Ce que Ken Follett sait faire, c'est mettre ses personnages dans un contexte historique précis, de les soumettre à des forces de coercition féroces et éprouvantes, puis de tirer les fils de l'intrigue jusqu'à ce que la grosse bobine soit entièrement vide. C'est avec ce même schéma qu'il a écrit ses quatre tomes de la série Kingsbrigde. Bien sûr, avec le temps, le lecteur est de moins en moins surpris parce que c'est toujours le même genre de personnages qui nous sont donnés de lire, à savoir : un constructeur ou un bâtisseur, un religieux et une gracieuse jeune femme, tous pétris de sentiments purs, tous en guerre contre l'inique. Seul change le fond historique car il y a toujours un décalage de deux siècles entre les oeuvres. Néanmoins, même si on a parfois la désagréable impression de lire le même livre, même si on devine facilement qui finira avec qui dans l'épilogue, la façon d'écrire de Ken Follett est tellement addictive, avec tous ses rebondissements et la lutte de ses personnages pour un monde meilleur, qu'il gagne malgré tout notre sympathie. Evidemment, une plume plus littéraire, des descriptions plus fouillées, une présence plus accrue des chefs vikings, auraient augmenté notablement la valeur intrinsèque de cet opus.

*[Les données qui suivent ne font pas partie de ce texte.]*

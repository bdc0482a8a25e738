//! AVX2 neural kernels (eight f32 lanes per vector).

// SAFETY: byte pointers are reinterpreted as vector pointers for loads; the
// aligned form is used only when the selector proved 32-byte alignment.
#![allow(clippy::cast_ptr_alignment)]

use std::arch::x86_64::*;

use super::scalar;
use crate::memory::{align_lo, is_aligned_ptr};
use crate::simd::x86_avx2::{extract_sum_ps, load_ps, store_ps, A, F};
use crate::view::{Raster, RasterMut};

const QF: usize = 4 * F;

const LOG2_POLY: [f32; 6] = [3.115_79, -3.324_199, 2.598_845_2, -1.231_530_3, 0.318_213_37, -0.034_436_006];
const EXP2_POLY: [f32; 6] = [0.999_999_94, 0.693_153_1, 0.240_153_61, 0.055_826_318, 0.008_989_34, 0.001_877_576_7];

#[inline(always)]
fn aligned(p: *const f32) -> bool {
    is_aligned_ptr(p, A)
}

#[target_feature(enable = "avx2")]
#[inline]
unsafe fn map<const ALIGN: bool>(
    src: &[f32],
    dst: &mut [f32],
    vector: impl Fn(__m256) -> __m256,
    scalar: impl Fn(f32) -> f32,
) {
    let body = align_lo(dst.len(), F);
    let (s, d) = (src.as_ptr(), dst.as_mut_ptr());
    let mut i = 0;
    while i < body {
        store_ps::<ALIGN>(d.add(i), vector(load_ps::<ALIGN>(s.add(i))));
        i += F;
    }
    for (d, &s) in dst[body..].iter_mut().zip(&src[body..]) {
        *d = scalar(s);
    }
}

#[target_feature(enable = "avx2")]
#[inline]
unsafe fn update<const ALIGN: bool>(
    src: &[f32],
    dst: &mut [f32],
    vector: impl Fn(__m256, __m256) -> __m256,
    scalar: impl Fn(f32, f32) -> f32,
) {
    let body = align_lo(dst.len(), F);
    let (s, d) = (src.as_ptr(), dst.as_mut_ptr());
    let mut i = 0;
    while i < body {
        let value = vector(load_ps::<ALIGN>(s.add(i)), load_ps::<ALIGN>(d.add(i)));
        store_ps::<ALIGN>(d.add(i), value);
        i += F;
    }
    for (d, &s) in dst[body..].iter_mut().zip(&src[body..]) {
        *d = scalar(s, *d);
    }
}

macro_rules! select_map {
    ($kernel:ident, $src:expr, $dst:expr, $vector:expr, $scalar:expr) => {
        if aligned($src.as_ptr()) && aligned($dst.as_ptr()) {
            $kernel::<true>($src, $dst, $vector, $scalar)
        } else {
            $kernel::<false>($src, $dst, $vector, $scalar)
        }
    };
}

#[target_feature(enable = "avx2")]
pub(crate) unsafe fn product_sum(a: &[f32], b: &[f32]) -> f32 {
    if aligned(a.as_ptr()) && aligned(b.as_ptr()) {
        product_sum_body::<true>(a, b)
    } else {
        product_sum_body::<false>(a, b)
    }
}

#[target_feature(enable = "avx2")]
#[inline]
unsafe fn product_sum_body<const ALIGN: bool>(a: &[f32], b: &[f32]) -> f32 {
    let size = a.len();
    let partial = align_lo(size, F);
    let full = align_lo(size, QF);
    let (pa, pb) = (a.as_ptr(), b.as_ptr());
    let mut sum = 0.0;
    let mut i = 0;
    if partial != 0 {
        let mut sums = [_mm256_setzero_ps(); 4];
        while i < full {
            for (k, acc) in sums.iter_mut().enumerate() {
                let offset = i + k * F;
                let product = _mm256_mul_ps(load_ps::<ALIGN>(pa.add(offset)), load_ps::<ALIGN>(pb.add(offset)));
                *acc = _mm256_add_ps(*acc, product);
            }
            i += QF;
        }
        let mut total = _mm256_add_ps(_mm256_add_ps(sums[0], sums[1]), _mm256_add_ps(sums[2], sums[3]));
        while i < partial {
            let product = _mm256_mul_ps(load_ps::<ALIGN>(pa.add(i)), load_ps::<ALIGN>(pb.add(i)));
            total = _mm256_add_ps(total, product);
            i += F;
        }
        sum += extract_sum_ps(total);
    }
    for (&x, &y) in a[i..].iter().zip(&b[i..]) {
        sum += x * y;
    }
    sum
}

#[target_feature(enable = "avx2")]
pub(crate) unsafe fn add_multiplied(src: &[f32], value: f32, dst: &mut [f32]) {
    let k = _mm256_set1_ps(value);
    let vector = |s: __m256, d: __m256| _mm256_add_ps(d, _mm256_mul_ps(k, s));
    let scalar = |s: f32, d: f32| d + s * value;
    select_map!(update, src, dst, vector, scalar);
}

#[target_feature(enable = "avx2")]
pub(crate) unsafe fn add_vector(src: &[f32], dst: &mut [f32]) {
    let vector = |s: __m256, d: __m256| _mm256_add_ps(d, s);
    let scalar = |s: f32, d: f32| d + s;
    select_map!(update, src, dst, vector, scalar);
}

#[target_feature(enable = "avx2")]
pub(crate) unsafe fn add_value(value: f32, dst: &mut [f32]) {
    if aligned(dst.as_ptr()) {
        add_value_body::<true>(value, dst);
    } else {
        add_value_body::<false>(value, dst);
    }
}

#[target_feature(enable = "avx2")]
#[inline]
unsafe fn add_value_body<const ALIGN: bool>(value: f32, dst: &mut [f32]) {
    let body = align_lo(dst.len(), F);
    let k = _mm256_set1_ps(value);
    let d = dst.as_mut_ptr();
    let mut i = 0;
    while i < body {
        store_ps::<ALIGN>(d.add(i), _mm256_add_ps(load_ps::<ALIGN>(d.add(i)), k));
        i += F;
    }
    for d in &mut dst[body..] {
        *d += value;
    }
}

#[target_feature(enable = "avx2")]
pub(crate) unsafe fn rough_sigmoid(src: &[f32], slope: f32, dst: &mut [f32]) {
    let k = _mm256_set1_ps(slope);
    let sign = _mm256_set1_ps(-0.0);
    let one = _mm256_set1_ps(1.0);
    let (a, b) = (_mm256_set1_ps(0.5417), _mm256_set1_ps(0.1460));
    let vector = |s: __m256| {
        let value = _mm256_mul_ps(s, k);
        let x = _mm256_andnot_ps(sign, value);
        let x2 = _mm256_mul_ps(x, x);
        let x4 = _mm256_mul_ps(x2, x2);
        let series = _mm256_add_ps(_mm256_add_ps(one, x), _mm256_add_ps(_mm256_mul_ps(x2, a), _mm256_mul_ps(x4, b)));
        let positive = _mm256_cmp_ps(value, _mm256_setzero_ps(), _CMP_GT_OQ);
        let exp = _mm256_blendv_ps(series, _mm256_rcp_ps(series), positive);
        _mm256_rcp_ps(_mm256_add_ps(one, exp))
    };
    let scalar = |s: f32| scalar::rough_sigmoid(s * slope);
    select_map!(map, src, dst, vector, scalar);
}

#[target_feature(enable = "avx2")]
pub(crate) unsafe fn rough_sigmoid2(src: &[f32], slope: f32, dst: &mut [f32]) {
    let k = _mm256_set1_ps(slope * 0.007_812_5);
    let one = _mm256_set1_ps(1.0);
    let half = _mm256_set1_ps(0.5);
    let vector = |s: __m256| {
        let mut e = _mm256_max_ps(half, _mm256_sub_ps(one, _mm256_mul_ps(s, k)));
        for _ in 0..7 {
            e = _mm256_mul_ps(e, e);
        }
        _mm256_rcp_ps(_mm256_add_ps(one, e))
    };
    let scalar = |s: f32| scalar::rough_sigmoid2(s * slope);
    select_map!(map, src, dst, vector, scalar);
}

#[target_feature(enable = "avx2")]
pub(crate) unsafe fn derivative_sigmoid(src: &[f32], slope: f32, dst: &mut [f32]) {
    let k = _mm256_set1_ps(slope);
    let one = _mm256_set1_ps(1.0);
    let vector = |s: __m256, d: __m256| _mm256_mul_ps(_mm256_mul_ps(d, k), _mm256_mul_ps(_mm256_sub_ps(one, s), s));
    let scalar = |s: f32, d: f32| d * slope * scalar::derivative_sigmoid(s);
    select_map!(update, src, dst, vector, scalar);
}

#[target_feature(enable = "avx2")]
pub(crate) unsafe fn rough_tanh(src: &[f32], slope: f32, dst: &mut [f32]) {
    let k = _mm256_set1_ps(slope);
    let sign = _mm256_set1_ps(-0.0);
    let one = _mm256_set1_ps(1.0);
    let (a, b) = (_mm256_set1_ps(0.5658), _mm256_set1_ps(0.1430));
    let vector = |s: __m256| {
        let value = _mm256_mul_ps(s, k);
        let x = _mm256_andnot_ps(sign, value);
        let x2 = _mm256_mul_ps(x, x);
        let x4 = _mm256_mul_ps(x2, x2);
        let pe = _mm256_add_ps(_mm256_add_ps(one, x), _mm256_add_ps(_mm256_mul_ps(x2, a), _mm256_mul_ps(x4, b)));
        let ne = _mm256_rcp_ps(pe);
        let magnitude = _mm256_mul_ps(_mm256_sub_ps(pe, ne), _mm256_rcp_ps(_mm256_add_ps(pe, ne)));
        let negative = _mm256_cmp_ps(_mm256_setzero_ps(), value, _CMP_GT_OQ);
        _mm256_xor_ps(magnitude, _mm256_and_ps(sign, negative))
    };
    let scalar = |s: f32| scalar::rough_tanh(s * slope);
    select_map!(map, src, dst, vector, scalar);
}

#[target_feature(enable = "avx2")]
pub(crate) unsafe fn derivative_tanh(src: &[f32], slope: f32, dst: &mut [f32]) {
    let k = _mm256_set1_ps(slope);
    let one = _mm256_set1_ps(1.0);
    let vector = |s: __m256, d: __m256| _mm256_mul_ps(_mm256_mul_ps(d, k), _mm256_sub_ps(one, _mm256_mul_ps(s, s)));
    let scalar = |s: f32, d: f32| d * slope * scalar::derivative_tanh(s);
    select_map!(update, src, dst, vector, scalar);
}

#[target_feature(enable = "avx2")]
pub(crate) unsafe fn relu(src: &[f32], slope: f32, dst: &mut [f32]) {
    let k = _mm256_set1_ps(slope);
    if slope == 0.0 {
        let vector = |s: __m256| _mm256_max_ps(_mm256_setzero_ps(), s);
        select_map!(map, src, dst, vector, |s: f32| s.max(0.0));
    } else {
        let vector = |s: __m256| _mm256_max_ps(_mm256_mul_ps(k, s), s);
        select_map!(map, src, dst, vector, |s: f32| (s * slope).max(s));
    }
}

#[target_feature(enable = "avx2")]
pub(crate) unsafe fn derivative_relu(src: &[f32], slope: f32, dst: &mut [f32]) {
    let k = _mm256_set1_ps(slope);
    let rest = _mm256_set1_ps(1.0 - slope);
    let vector = |s: __m256, d: __m256| {
        let positive = _mm256_cmp_ps(s, _mm256_setzero_ps(), _CMP_GT_OQ);
        _mm256_mul_ps(_mm256_add_ps(k, _mm256_and_ps(positive, rest)), d)
    };
    let scalar = |s: f32, d: f32| d * if s > 0.0 { 1.0 } else { slope };
    select_map!(update, src, dst, vector, scalar);
}

#[target_feature(enable = "avx2")]
#[inline]
unsafe fn poly5(x: __m256, c: &[f32; 6]) -> __m256 {
    let mut p = _mm256_set1_ps(c[5]);
    for &coefficient in c[..5].iter().rev() {
        p = _mm256_add_ps(_mm256_mul_ps(p, x), _mm256_set1_ps(coefficient));
    }
    p
}

#[target_feature(enable = "avx2")]
#[inline]
unsafe fn log2_ps(x: __m256) -> __m256 {
    let one = _mm256_set1_ps(1.0);
    let bits = _mm256_castps_si256(x);
    let exponent = _mm256_cvtepi32_ps(_mm256_sub_epi32(_mm256_srli_epi32(bits, 23), _mm256_set1_epi32(127)));
    let mantissa = _mm256_or_ps(_mm256_castsi256_ps(_mm256_and_si256(bits, _mm256_set1_epi32(0x007F_FFFF))), one);
    _mm256_add_ps(exponent, _mm256_mul_ps(poly5(mantissa, &LOG2_POLY), _mm256_sub_ps(mantissa, one)))
}

#[target_feature(enable = "avx2")]
#[inline]
unsafe fn exp2_ps(x: __m256) -> __m256 {
    let x = _mm256_max_ps(_mm256_min_ps(x, _mm256_set1_ps(128.0)), _mm256_set1_ps(-126.999_99));
    let whole = _mm256_floor_ps(x);
    let fraction = _mm256_sub_ps(x, whole);
    let scale = _mm256_slli_epi32(_mm256_add_epi32(_mm256_cvttps_epi32(whole), _mm256_set1_epi32(127)), 23);
    _mm256_mul_ps(poly5(fraction, &EXP2_POLY), _mm256_castsi256_ps(scale))
}

/// `src^exponent` for positive `src`.
#[target_feature(enable = "avx2")]
pub(crate) unsafe fn pow(src: &[f32], exponent: f32, dst: &mut [f32]) {
    let e = _mm256_set1_ps(exponent);
    let vector = |s: __m256| exp2_ps(_mm256_mul_ps(log2_ps(s), e));
    let scalar = |s: f32| scalar::pow(s, exponent);
    select_map!(map, src, dst, vector, scalar);
}

#[target_feature(enable = "avx2")]
pub(crate) unsafe fn update_weights(x: &[f32], a: f32, b: f32, d: &mut [f32], w: &mut [f32]) {
    if aligned(x.as_ptr()) && aligned(d.as_ptr()) && aligned(w.as_ptr()) {
        update_weights_body::<true>(x, a, b, d, w);
    } else {
        update_weights_body::<false>(x, a, b, d, w);
    }
}

#[target_feature(enable = "avx2")]
#[inline]
unsafe fn update_weights_body<const ALIGN: bool>(x: &[f32], a: f32, b: f32, d: &mut [f32], w: &mut [f32]) {
    let body = align_lo(x.len(), F);
    let (ka, kb) = (_mm256_set1_ps(a), _mm256_set1_ps(b));
    let (px, pd, pw) = (x.as_ptr(), d.as_mut_ptr(), w.as_mut_ptr());
    let mut i = 0;
    while i < body {
        let momentum = _mm256_mul_ps(ka, load_ps::<ALIGN>(pd.add(i)));
        let step = _mm256_add_ps(momentum, _mm256_mul_ps(kb, load_ps::<ALIGN>(px.add(i))));
        store_ps::<ALIGN>(pd.add(i), step);
        store_ps::<ALIGN>(pw.add(i), _mm256_add_ps(load_ps::<ALIGN>(pw.add(i)), step));
        i += F;
    }
    scalar::neural_update_weights(&x[body..], a, b, &mut d[body..], &mut w[body..]);
}

#[target_feature(enable = "avx2")]
pub(crate) unsafe fn adaptive_gradient_update(
    delta: &[f32],
    batch: usize,
    alpha: f32,
    epsilon: f32,
    gradient: &mut [f32],
    weight: &mut [f32],
) {
    if aligned(delta.as_ptr()) && aligned(gradient.as_ptr()) && aligned(weight.as_ptr()) {
        adaptive_gradient_update_body::<true>(delta, batch, alpha, epsilon, gradient, weight);
    } else {
        adaptive_gradient_update_body::<false>(delta, batch, alpha, epsilon, gradient, weight);
    }
}

#[target_feature(enable = "avx2")]
#[inline]
#[allow(clippy::cast_precision_loss, clippy::cast_possible_truncation)] // 1/batch rounded to f32
unsafe fn adaptive_gradient_update_body<const ALIGN: bool>(
    delta: &[f32],
    batch: usize,
    alpha: f32,
    epsilon: f32,
    gradient: &mut [f32],
    weight: &mut [f32],
) {
    let body = align_lo(delta.len(), F);
    let norm = _mm256_set1_ps((1.0 / batch as f64) as f32);
    let (ka, ke) = (_mm256_set1_ps(alpha), _mm256_set1_ps(epsilon));
    let (pd, pg, pw) = (delta.as_ptr(), gradient.as_mut_ptr(), weight.as_mut_ptr());
    let mut i = 0;
    while i < body {
        let d = _mm256_mul_ps(load_ps::<ALIGN>(pd.add(i)), norm);
        let g = _mm256_add_ps(load_ps::<ALIGN>(pg.add(i)), _mm256_mul_ps(d, d));
        store_ps::<ALIGN>(pg.add(i), g);
        let step = _mm256_mul_ps(_mm256_mul_ps(ka, d), _mm256_rsqrt_ps(_mm256_add_ps(g, ke)));
        store_ps::<ALIGN>(pw.add(i), _mm256_sub_ps(load_ps::<ALIGN>(pw.add(i)), step));
        i += F;
    }
    scalar::neural_adaptive_gradient_update(
        &delta[body..],
        batch,
        alpha,
        epsilon,
        &mut gradient[body..],
        &mut weight[body..],
    );
}

/// Pixels converted per step: one 16-byte load widened into two f32 vectors.
const CONVERT_STEP: usize = 2 * F;

#[target_feature(enable = "avx2")]
pub(crate) unsafe fn convert(src: &Raster<'_, u8>, dst: &mut RasterMut<'_, f32>, inversion: bool) {
    match (src.is_aligned(A) && dst.is_aligned(A), inversion) {
        (true, true) => convert_body::<true, true>(src, dst),
        (true, false) => convert_body::<true, false>(src, dst),
        (false, true) => convert_body::<false, true>(src, dst),
        (false, false) => convert_body::<false, false>(src, dst),
    }
}

#[target_feature(enable = "avx2")]
#[inline]
unsafe fn convert_body<const ALIGN: bool, const INVERSION: bool>(src: &Raster<'_, u8>, dst: &mut RasterMut<'_, f32>) {
    let width = src.width();
    let body = align_lo(width, CONVERT_STEP);
    let k = _mm256_set1_ps(255.0);
    let ones = _mm_set1_epi8(-1);
    for y in 0..src.height() {
        let s = src.row(y).as_ptr();
        let row = dst.row_mut(y);
        let d = row.as_mut_ptr();
        let mut col = 0;
        while col < body {
            let mut bytes = if ALIGN {
                _mm_load_si128(s.add(col).cast())
            } else {
                _mm_loadu_si128(s.add(col).cast())
            };
            if INVERSION {
                bytes = _mm_sub_epi8(ones, bytes);
            }
            let lo = _mm256_cvtepi32_ps(_mm256_cvtepu8_epi32(bytes));
            let hi = _mm256_cvtepi32_ps(_mm256_cvtepu8_epi32(_mm_srli_si128(bytes, 8)));
            store_ps::<ALIGN>(d.add(col), _mm256_div_ps(lo, k));
            store_ps::<ALIGN>(d.add(col + F), _mm256_div_ps(hi, k));
            col += CONVERT_STEP;
        }
        let tail = &src.row(y)[body..];
        for (d, &v) in row[body..].iter_mut().zip(tail) {
            let v = if INVERSION { 255 - v } else { v };
            *d = f32::from(v) / 255.0;
        }
    }
}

L'intérêt de cette lecture vient aussi de l'éclairage que l'auteur apporte sur cette période qui suit le déclin de l'Empire romain où la Grande-Bretagne régresse par la perte des connaissances. Après avoir connu les maisons de pierres des villas romaines, les anglais se logent dans des maisons en bois, d'une seule pièce... et sans cheminée ! Toute la science des céramiques romaines sombra aussi dans l'oubli. Et pire que tout : l'analphabétisme se généralisa ! Les 500 ans qui séparent la fin de l'Empire romain et le début du roman peuvent être comparés à une époque de ténèbres, une époque de déclin. Puis, sous l'influence des Normands, issus eux-mêmes en partie des Vikings, les choses vont enfin évoluer vers une période plus fastueuse avec en point d'acmé : les cathédrales. D'où, pour souligner la dégénérescence d'un pays avant son redressement le titre explicite de ce tome : Le crépuscule et l'aube.

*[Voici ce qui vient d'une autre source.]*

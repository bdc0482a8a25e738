//! SSE Synet loops.
//!
//! Every loop moves eight elements per step, two f32 vectors, so a bf16
//! operand fills exactly one 128-bit register. Only SSE2 instructions are
//! used; the loops are selected together with the other 128-bit kernels.

use std::arch::x86_64::*;

use half::bf16;

use super::scalar;
use super::TensorElement;

/// Elements per step.
const DF: usize = 8;

/// Element types with an eight-lane vector load and store.
pub(crate) trait Lanes8: TensorElement {
    /// Loads eight elements as two f32 vectors.
    unsafe fn load8(p: *const Self) -> (__m128, __m128);

    /// Stores two f32 vectors as eight elements.
    unsafe fn store8(p: *mut Self, lo: __m128, hi: __m128);
}

impl Lanes8 for f32 {
    #[inline(always)]
    unsafe fn load8(p: *const Self) -> (__m128, __m128) {
        (_mm_loadu_ps(p), _mm_loadu_ps(p.add(4)))
    }

    #[inline(always)]
    unsafe fn store8(p: *mut Self, lo: __m128, hi: __m128) {
        _mm_storeu_ps(p, lo);
        _mm_storeu_ps(p.add(4), hi);
    }
}

impl Lanes8 for bf16 {
    #[inline(always)]
    unsafe fn load8(p: *const Self) -> (__m128, __m128) {
        let raw = _mm_loadu_si128(p.cast::<__m128i>());
        let zero = _mm_setzero_si128();
        (
            _mm_castsi128_ps(_mm_unpacklo_epi16(zero, raw)),
            _mm_castsi128_ps(_mm_unpackhi_epi16(zero, raw)),
        )
    }

    #[inline(always)]
    unsafe fn store8(p: *mut Self, lo: __m128, hi: __m128) {
        let packed = _mm_packs_epi32(round_to_bf16(lo), round_to_bf16(hi));
        _mm_storeu_si128(p.cast::<__m128i>(), packed);
    }
}

/// Rounds each lane to the nearest bf16, ties to even, and returns the 16
/// result bits sign-extended to 32 so that a signed pack keeps them intact.
/// NaN lanes are truncated and made quiet.
#[inline(always)]
unsafe fn round_to_bf16(value: __m128) -> __m128i {
    let bits = _mm_castps_si128(value);
    let upper = _mm_srli_epi32::<16>(bits);
    let lsb = _mm_and_si128(upper, _mm_set1_epi32(1));
    let rounded = _mm_srli_epi32::<16>(_mm_add_epi32(_mm_add_epi32(bits, _mm_set1_epi32(0x7FFF)), lsb));
    let nan = _mm_castps_si128(_mm_cmpunord_ps(value, value));
    let quiet = _mm_or_si128(upper, _mm_set1_epi32(0x40));
    let result = _mm_or_si128(_mm_and_si128(nan, quiet), _mm_andnot_si128(nan, rounded));
    _mm_srai_epi32::<16>(_mm_slli_epi32::<16>(result))
}

#[inline(always)]
unsafe fn norm_bias_ps<const NORM: bool, const BIAS: bool>(value: __m128, norm: __m128, bias: __m128) -> __m128 {
    let scaled = if NORM { _mm_mul_ps(value, norm) } else { value };
    if BIAS {
        _mm_add_ps(scaled, bias)
    } else {
        scaled
    }
}

pub(crate) unsafe fn scale_broadcast<S: Lanes8, D: Lanes8, const NORM: bool, const BIAS: bool>(
    src: &[S],
    norm: f32,
    bias: f32,
    dst: &mut [D],
) {
    let len = src.len().min(dst.len());
    let (n, b) = (_mm_set1_ps(norm), _mm_set1_ps(bias));
    let (s, d) = (src.as_ptr(), dst.as_mut_ptr());
    let mut i = 0;
    while i + DF <= len {
        let (lo, hi) = S::load8(s.add(i));
        D::store8(
            d.add(i),
            norm_bias_ps::<NORM, BIAS>(lo, n, b),
            norm_bias_ps::<NORM, BIAS>(hi, n, b),
        );
        i += DF;
    }
    scalar::scale_broadcast::<S, D, NORM, BIAS>(&src[i..], norm, bias, &mut dst[i..]);
}

pub(crate) unsafe fn scale_elementwise<S: Lanes8, D: Lanes8, const NORM: bool, const BIAS: bool>(
    src: &[S],
    norm: &[f32],
    bias: &[f32],
    dst: &mut [D],
) {
    let len = src.len().min(dst.len());
    let (s, d) = (src.as_ptr(), dst.as_mut_ptr());
    let mut i = 0;
    while i + DF <= len {
        let (n0, n1) = if NORM {
            f32::load8(norm.as_ptr().add(i))
        } else {
            (_mm_setzero_ps(), _mm_setzero_ps())
        };
        let (b0, b1) = if BIAS {
            f32::load8(bias.as_ptr().add(i))
        } else {
            (_mm_setzero_ps(), _mm_setzero_ps())
        };
        let (lo, hi) = S::load8(s.add(i));
        D::store8(
            d.add(i),
            norm_bias_ps::<NORM, BIAS>(lo, n0, b0),
            norm_bias_ps::<NORM, BIAS>(hi, n1, b1),
        );
        i += DF;
    }
    let norm = if NORM { &norm[i..] } else { norm };
    let bias = if BIAS { &bias[i..] } else { bias };
    scalar::scale_elementwise::<S, D, NORM, BIAS>(&src[i..], norm, bias, &mut dst[i..]);
}

pub(crate) unsafe fn add<A: Lanes8, B: Lanes8, D: Lanes8>(a: &[A], b: &[B], dst: &mut [D]) {
    let len = a.len().min(b.len()).min(dst.len());
    let d = dst.as_mut_ptr();
    let mut i = 0;
    while i + DF <= len {
        let (a0, a1) = A::load8(a.as_ptr().add(i));
        let (b0, b1) = B::load8(b.as_ptr().add(i));
        D::store8(d.add(i), _mm_add_ps(a0, b0), _mm_add_ps(a1, b1));
        i += DF;
    }
    scalar::add(&a[i..], &b[i..], &mut dst[i..]);
}

pub(crate) unsafe fn convert<S: Lanes8, D: Lanes8>(src: &[S], dst: &mut [D]) {
    let len = src.len().min(dst.len());
    let d = dst.as_mut_ptr();
    let mut i = 0;
    while i + DF <= len {
        let (lo, hi) = S::load8(src.as_ptr().add(i));
        D::store8(d.add(i), lo, hi);
        i += DF;
    }
    scalar::convert(&src[i..], &mut dst[i..]);
}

L'auteur nous ouvre aussi les yeux sur la polygamie des anglais, très répandue chez une bonne partie de la noblesse, même si l'église ne voit pas cela d'un bon œil, les hauts personnages ne se privent pas de l'aubaine de profiter de plusieurs épouses. De surcroît, nous apprenons aussi que l'esclavage était légal dans l'Angleterre du Xème siècle. Principalement issus des prisonniers de guerre, notamment avec le Pays de Galles, des femmes et des hommes se retrouvaient ainsi sous la coupe d'individus fortunés qui avaient le pouvoir de vie et de mort sur ces pauvres âmes.

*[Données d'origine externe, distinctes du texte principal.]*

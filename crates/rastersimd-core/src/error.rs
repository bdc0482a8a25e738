//! Error types for rastersimd-core.
//!
//! Kernels never return errors from their hot loops. Errors only surface at
//! construction boundaries: raster views, aligned allocations, configuration
//! loading and Synet tensor arguments.

use thiserror::Error;

/// Kernel library error types.
#[derive(Error, Debug)]
pub enum Error {
    /// The backing slice is shorter than the raster extent it must describe.
    #[error("Raster extent error: {width}x{height} with stride {stride} needs {required} elements, got {actual}")]
    RasterExtent {
        /// Raster width in elements.
        width: usize,
        /// Raster height in rows.
        height: usize,
        /// Row stride in elements.
        stride: usize,
        /// Minimum slice length for this extent.
        required: usize,
        /// Actual slice length.
        actual: usize,
    },

    /// The raster extent does not fit in `usize`.
    #[error("Raster extent overflow: {width}x{height} with stride {stride} exceeds the address space")]
    RasterOverflow {
        /// Raster width in elements.
        width: usize,
        /// Raster height in rows.
        height: usize,
        /// Row stride in elements.
        stride: usize,
    },

    /// Row stride is smaller than the row width.
    #[error("Invalid stride: stride {stride} is smaller than width {width}")]
    InvalidStride {
        /// Row stride in elements.
        stride: usize,
        /// Raster width in elements.
        width: usize,
    },

    /// Alignment is zero or not a power of two.
    #[error("Invalid alignment: {0} is not a power of two")]
    InvalidAlignment(usize),

    /// The allocator could not satisfy an aligned allocation.
    #[error("Allocation failed: {bytes} bytes aligned to {align}")]
    Allocation {
        /// Requested size in bytes.
        bytes: usize,
        /// Requested alignment in bytes.
        align: usize,
    },

    /// A tensor argument does not carry the element type the kernel was built for.
    #[error("Tensor type mismatch: {0}")]
    TensorType(String),

    /// A tensor argument has the wrong number of elements.
    #[error("Tensor shape mismatch: {0}")]
    TensorShape(String),

    /// Configuration error.
    #[error("Configuration error: {0}")]
    Config(String),

    /// Layered configuration extraction error.
    #[error("Configuration error: {0}")]
    Figment(#[from] Box<figment::Error>),

    /// TOML serialization error.
    #[error("TOML error: {0}")]
    Toml(#[from] toml::ser::Error),

    /// IO error.
    #[error("IO error: {0}")]
    Io(#[from] std::io::Error),
}

impl From<figment::Error> for Error {
    fn from(err: figment::Error) -> Self {
        Self::Figment(Box::new(err))
    }
}

/// Result type alias for kernel library operations.
pub type Result<T> = std::result::Result<T, Error>;

#[cfg(test)]
mod tests {
    use super::*;

    #[test]
    fn test_raster_extent_display() {
        let err = Error::RasterExtent {
            width: 16,
            height: 4,
            stride: 20,
            required: 76,
            actual: 64,
        };
        let msg = err.to_string();
        assert!(msg.contains("16x4"));
        assert!(msg.contains("76"));
        assert!(msg.contains("64"));
    }

    #[test]
    fn test_invalid_stride_display() {
        let err = Error::InvalidStride {
            stride: 3,
            width: 8,
        };
        assert_eq!(
            err.to_string(),
            "Invalid stride: stride 3 is smaller than width 8"
        );
    }

    #[test]
    fn test_io_error_conversion() {
        let io_err = std::io::Error::new(std::io::ErrorKind::NotFound, "missing");
        let err: Error = io_err.into();
        assert!(matches!(err, Error::Io(_)));
    }

    #[test]
    fn test_figment_error_is_boxed() {
        let err: Error = figment::Error::from("bad value".to_string()).into();
        assert!(matches!(err, Error::Figment(_)));
        assert!(err.to_string().contains("bad value"));
    }
}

Avec sa verve intarissable, à travers cette société où les hommes d'influence sont pour la plupart corrompus jusqu'à la moëlle, Ken Follett nous offre une belle réflexion sur le pouvoir, ce pouvoir qui ne va pas sans son corollaire, à savoir la corrosion inhérente à la puissance toute subjective d'une fonction. Tout homme à responsabilités est-il inexorablement condamné, un jour où l'autre, sous l'influence d'un lobby quelconque ou sous son propre sentiment d'impunité, de faire le contraire de ce pourquoi il a été mis sur un piédestal ? La gangrène de la malhonnêteté est-elle nichée en chacun de nous, n'attendant que son heure pour se révéler ? L'Homme est-il impitoyablement condamné à n'espérer qu'en vain un âge où les loups auront disparu ? Les batailles entre le bien et le mal sont-elles éternelles ?
Si vous avez envie d'une prose qui se lit sans grande difficulté, d'une histoire où des stratégies de domination ou des manœuvres de survivance se mettent en place, d'un fond historique glaçant tout plein de méchants, et, d'un récit sinueux où l'amour triomphe après mille péripéties, n'hésitez pas, ce roman est pour vous. Alors bonne lecture !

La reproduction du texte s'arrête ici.